Don’t feel bad if you’re confused. This is complicated stuff. I do these calculations in a spreadsheet to avoid mistakes. Here’s an example with some pre-set centimorgan units for reference. You’ll need to click on it to see a readable version.
Ideally, someone will be willing to collaborate with me on a calculator that would let users plug in a relationship and centimorgan amount and have a probability pop out. Please contact me if you’re interested.
Another Law of Probability
If those numbers look really low to you, you’re getting it! They are low. That’s because I’m not calculating the odds of a cousin sharing any segment of C cM with you, rather the odds of a cousins sharing a specific segment of C cM with you. That’s an important distinction, because the odds of the former are a lot higher.
This brings us to another law of probability: if you’re interested in the chance that either of two independent events will happen (instead of both), you add each probability (instead of multiplying them). The mathematical approach outlined here can’t help, because the multiple ways that two cousins could share a C-cM segment are not independent of one another. Take this hypothetical example from chromosome 22, which is about 79.1 cM in total.
Two cousins could share a 50-cM segment all the way on the left or all the way on the right (or anywhere in between), but the possibilities would always overlap (black arrow). That is, they wouldn’t be independent of one another, and we can’t simply add up the individual probabilities.
To get at the question of how likely two cousins are to share any segment of a given size, we’re going to need simulated data, which is above my pay grade. I know a few people are working on simulations, and I look forward to seeing their findings.
Why Do We Need to Know the Odds?
DNA data are becoming increasingly important in genealogical proofs. For segments to provide compelling evidence, especially for distant relationships, we must consider how likely they are to be shared in the first place. If you are looking at a match that is statistically improbable, like a 50-cM segment shared between putative 5th cousins, you need extra diligence in ruling out other, closer relationships as part of your analysis. That’s not to say that 5th cousins will never share a 50-cM segment, just that there’s an extra burden of proof associated with it.
As described in the previous section, we’re going to need simulation data to determine the overall probabilities that two cousins share any segment of a given size, but the numbers described here do have some uses.
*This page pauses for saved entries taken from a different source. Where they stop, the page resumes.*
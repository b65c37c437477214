use nalgebra::{Point3, Vector2, Vector3, Vector4};

use super::material::MaterialSample;
use super::volume::Volume;
use crate::config::LightingParams;

/// Maximum march length in voxel units.
pub const MAX_TRACE_VOXELS: f32 = 50.0;
/// Accumulated opacity past which a cone counts as blocked.
pub const OCCLUDED_ALPHA: f32 = 0.95;
/// tan(30 degrees): the six diffuse cones are 60 degrees wide.
pub const DIFFUSE_TAN_HALF_ANGLE: f32 = 0.577;
/// About 8 degrees wide.
pub const SPECULAR_TAN_HALF_ANGLE: f32 = 0.07;

// a non-positive step would never advance
const MIN_STEP_SIZE: f32 = 0.01;

/// Something a cone can be marched through.
pub trait RadianceField {
    /// Premultiplied color and opacity at `p`, prefiltered to level `lod`.
    fn sample(&self, p: &Point3<f32>, lod: f32) -> Vector4<f32>;

    /// Base step length and surface offset, in world units.
    fn voxel_size(&self) -> f32;

    fn max_lod(&self) -> f32;
}

impl RadianceField for Volume {
    fn sample(&self, p: &Point3<f32>, lod: f32) -> Vector4<f32> {
        Volume::sample(self, p, lod)
    }

    fn voxel_size(&self) -> f32 {
        self.grid().voxel_size()
    }

    fn max_lod(&self) -> f32 {
        (self.mip_count() - 1) as f32
    }
}

#[derive(Clone, Copy, Debug, PartialEq)]
pub struct Cone {
    // tangent space for diffuse cones: x tangent, y normal, z bitangent
    pub direction: Vector3<f32>,
    pub tan_half_angle: f32,
    pub weight: f32,
}

/// The six hemisphere cones: one along the normal and a ring of five
/// raised 50 degrees above the tangent plane, 72 degrees apart.
pub fn diffuse_cones() -> [Cone; 6] {
    let elevation = 50.0f32.to_radians();
    let ring = |i: usize| {
        let azimuth = (72.0 * i as f32).to_radians();
        Cone {
            direction: Vector3::new(
                elevation.cos() * azimuth.cos(),
                elevation.sin(),
                elevation.cos() * azimuth.sin(),
            ),
            tan_half_angle: DIFFUSE_TAN_HALF_ANGLE,
            weight: 0.15,
        }
    };
    [
        Cone {
            direction: Vector3::new(0.0, 1.0, 0.0),
            tan_half_angle: DIFFUSE_TAN_HALF_ANGLE,
            weight: 0.25,
        },
        ring(0),
        ring(1),
        ring(2),
        ring(3),
        ring(4),
    ]
}

/// Orthonormal frame around a surface normal.
#[derive(Clone, Copy, Debug, PartialEq)]
pub struct TangentFrame {
    pub tangent: Vector3<f32>,
    pub normal: Vector3<f32>,
    pub bitangent: Vector3<f32>,
}

impl TangentFrame {
    /// Uses `tangent` when it is usable, otherwise picks any perpendicular.
    pub fn new(normal: Vector3<f32>, tangent: Option<Vector3<f32>>) -> TangentFrame {
        let normal = normal.normalize();
        let fallback = if normal.x.abs() < 0.9 {
            Vector3::x()
        } else {
            Vector3::y()
        };
        let hint = tangent.unwrap_or(fallback);
        // Gram-Schmidt against the normal
        let mut t = hint - normal * normal.dot(&hint);
        if t.norm_squared() < 1e-8 {
            t = fallback - normal * normal.dot(&fallback);
        }
        let tangent = t.normalize();
        let bitangent = tangent.cross(&normal);
        TangentFrame {
            tangent,
            normal,
            bitangent,
        }
    }

    pub fn to_world(&self, v: &Vector3<f32>) -> Vector3<f32> {
        (self.tangent * v.x + self.normal * v.y + self.bitangent * v.z).normalize()
    }
}

#[derive(Clone, Copy, Debug, PartialEq)]
pub struct ConeSample {
    pub color: Vector3<f32>,
    pub alpha: f32,
    pub steps: u32,
}

/// Footprint diameter at `distance` along a cone, never below one voxel.
pub fn cone_diameter(tan_half_angle: f32, distance: f32, voxel_size: f32) -> f32 {
    (2.0 * tan_half_angle * distance).max(voxel_size)
}

/// Mip level whose voxels match `diameter`, clamped into `[0, max_lod]`.
pub fn mip_level(diameter: f32, voxel_size: f32, max_lod: f32) -> f32 {
    let lod = (diameter / voxel_size).log2();
    if lod.is_finite() {
        lod.clamp(0.0, max_lod)
    } else {
        0.0
    }
}

/// Upper bound on march iterations for a given step size.
pub fn max_steps(step_size: f32) -> u32 {
    (MAX_TRACE_VOXELS / step_size.max(MIN_STEP_SIZE)).ceil() as u32
}

/// Marches one cone starting a voxel above `origin` along `normal`.
pub fn trace_cone<F: RadianceField + ?Sized>(
    field: &F,
    origin: &Point3<f32>,
    normal: &Vector3<f32>,
    direction: &Vector3<f32>,
    tan_half_angle: f32,
    step_size: f32,
) -> ConeSample {
    let voxel = field.voxel_size();
    let max_lod = field.max_lod();
    let max_distance = MAX_TRACE_VOXELS * voxel;
    let step_size = step_size.max(MIN_STEP_SIZE);
    let step_limit = max_steps(step_size);
    let start = origin + normal * voxel;
    let direction = direction.normalize();

    let mut color = Vector3::zeros();
    let mut alpha = 0.0f32;
    let mut distance = 0.0f32;
    let mut steps = 0;

    while distance < max_distance && steps < step_limit {
        let diameter = cone_diameter(tan_half_angle, distance, voxel);
        let lod = mip_level(diameter, voxel, max_lod);
        let sample = field.sample(&(start + direction * distance), lod);

        let transmittance = 1.0 - alpha;
        color += sample.xyz() * transmittance;
        alpha += sample.w * transmittance;
        steps += 1;

        if alpha > OCCLUDED_ALPHA {
            break;
        }
        distance += diameter * step_size;
    }

    ConeSample {
        color,
        alpha,
        steps,
    }
}

/// A visible point handed to the shading pass.
#[derive(Clone, Copy, Debug, PartialEq)]
pub struct SurfacePoint {
    pub position: Point3<f32>,
    pub normal: Vector3<f32>,
    pub tangent: Option<Vector3<f32>>,
    // unit vector from the surface toward the eye
    pub view_dir: Vector3<f32>,
    // tangent-space height gradient, when the material has a bump map
    pub bump_slope: Option<Vector2<f32>>,
    pub material: MaterialSample,
}

/// Externally supplied light state. Missing pieces mean fully lit.
#[derive(Clone, Copy, Debug, Default, PartialEq)]
pub struct LightInputs {
    // unit vector toward the light
    pub direction: Option<Vector3<f32>>,
    // shadow map result in [0, 1]
    pub visibility: Option<f32>,
}

#[derive(Clone, Copy, Debug, PartialEq)]
pub struct ShadedSurface {
    pub indirect_diffuse: Vector3<f32>,
    pub indirect_specular: Vector3<f32>,
    pub direct_diffuse: f32,
    pub direct_specular: Vector3<f32>,
    // 1 is unoccluded
    pub occlusion: f32,
    pub radiance: Vector3<f32>,
}

fn shading_frame(surface: &SurfacePoint, params: &LightingParams) -> TangentFrame {
    let frame = TangentFrame::new(surface.normal, surface.tangent);
    match surface.bump_slope {
        Some(slope) if surface.material.has_bump_map => {
            let tilt = (frame.tangent * slope.x + frame.bitangent * slope.y) * params.bump_intensity;
            let bumped = frame.normal - tilt;
            if bumped.norm_squared() > 1e-8 {
                TangentFrame::new(bumped, Some(frame.tangent))
            } else {
                frame
            }
        }
        _ => frame,
    }
}

fn reflect(incident: &Vector3<f32>, normal: &Vector3<f32>) -> Vector3<f32> {
    incident - normal * 2.0 * normal.dot(incident)
}

/// Direct plus cone-traced indirect lighting for one surface point.
pub fn shade_surface<F: RadianceField + ?Sized>(
    field: &F,
    params: &LightingParams,
    surface: &SurfacePoint,
    light: &LightInputs,
) -> ShadedSurface {
    let frame = shading_frame(surface, params);
    let n = frame.normal;
    let material = &surface.material;

    let mut indirect = Vector3::zeros();
    let mut occluded = 0.0;
    for cone in diffuse_cones() {
        let direction = frame.to_world(&cone.direction);
        let traced = trace_cone(
            field,
            &surface.position,
            &n,
            &direction,
            cone.tan_half_angle,
            params.cone_step_size,
        );
        indirect += traced.color * cone.weight;
        occluded += traced.alpha * cone.weight;
    }
    let occlusion = (1.0 - params.occlusion_multiplier * occluded).clamp(0.0, 1.0);
    let indirect_diffuse = indirect * params.indirect_multiplier;

    let view = surface.view_dir.normalize();
    let reflected = reflect(&-view, &n);
    let specular = trace_cone(
        field,
        &surface.position,
        &n,
        &reflected,
        SPECULAR_TAN_HALF_ANGLE,
        params.cone_step_size,
    );
    let indirect_specular =
        specular.color.component_mul(&material.specular) * params.specular_multiplier * occlusion;

    let visibility = light.visibility.unwrap_or(1.0).clamp(0.0, 1.0);
    let (lambert, direct_specular) = match light.direction {
        Some(l) => {
            let l = l.normalize();
            let half = (l + view).normalize();
            let highlight = n.dot(&half).max(0.0).powf(material.specular_exponent.max(1.0));
            (
                n.dot(&l).max(0.0),
                material.specular * highlight * visibility * params.direct_multiplier,
            )
        }
        None => (1.0, Vector3::zeros()),
    };
    let direct_diffuse = lambert * visibility * params.direct_multiplier;

    let diffuse = material
        .diffuse
        .component_mul(&indirect_diffuse.add_scalar(direct_diffuse))
        * occlusion;
    let radiance = material.ambient + diffuse + direct_specular + indirect_specular;

    ShadedSurface {
        indirect_diffuse,
        indirect_specular,
        direct_diffuse,
        direct_specular,
        occlusion,
        radiance,
    }
}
The first is when comparing two different relationship scenarios for the same match. For example, my uncle SH. shares a 53.9-cM segment with cousin RJ. RJ is a 2C1R through SH’s father and also a 4C1R through SH’s mother. How much more unlikely is it for that 53.9-cM segment to have come through the 4C1R relationship rather than the 2C1R one? Because we’re now considering a specific segment, we can use the calculations presented here. The numbers are low for both relationships (6.54×10–4 and 4.92×10-6, respectively) but that’s not what we’re interested in. We’re interested in the ratio between the two. That ratio is 133. Put another way, it’s 133 times more likely for that segment to have come through the 2C1R relationship than the 4C1R one. (Turns out in this case it did come through the more distant relationship, but that’s a topic for another post.)
The other way we can use these numbers is with triangulation. Once two people match one another on a segment, any additional cousins forming a triangulation group have to match in that specific spot. We can use calculated odds for a triangulation group to gauge whether our proposed MRCA is reasonable or whether we might be dealing with a different MRCA or even a pile-up region.
Ultimately, we can even extend the math to include the different recombination rates between men and women. But first, I think the the community must become comfortable with simpler, pairwise comparisons and reach a general consensus on when, statistically, to expect an extra accounting for unlikely results. Is it at a 1 in 20 chance (P = 0.05)? One in 100 (P = 0.01)? One in a thousand (P = 0.001)? Where would you draw the line?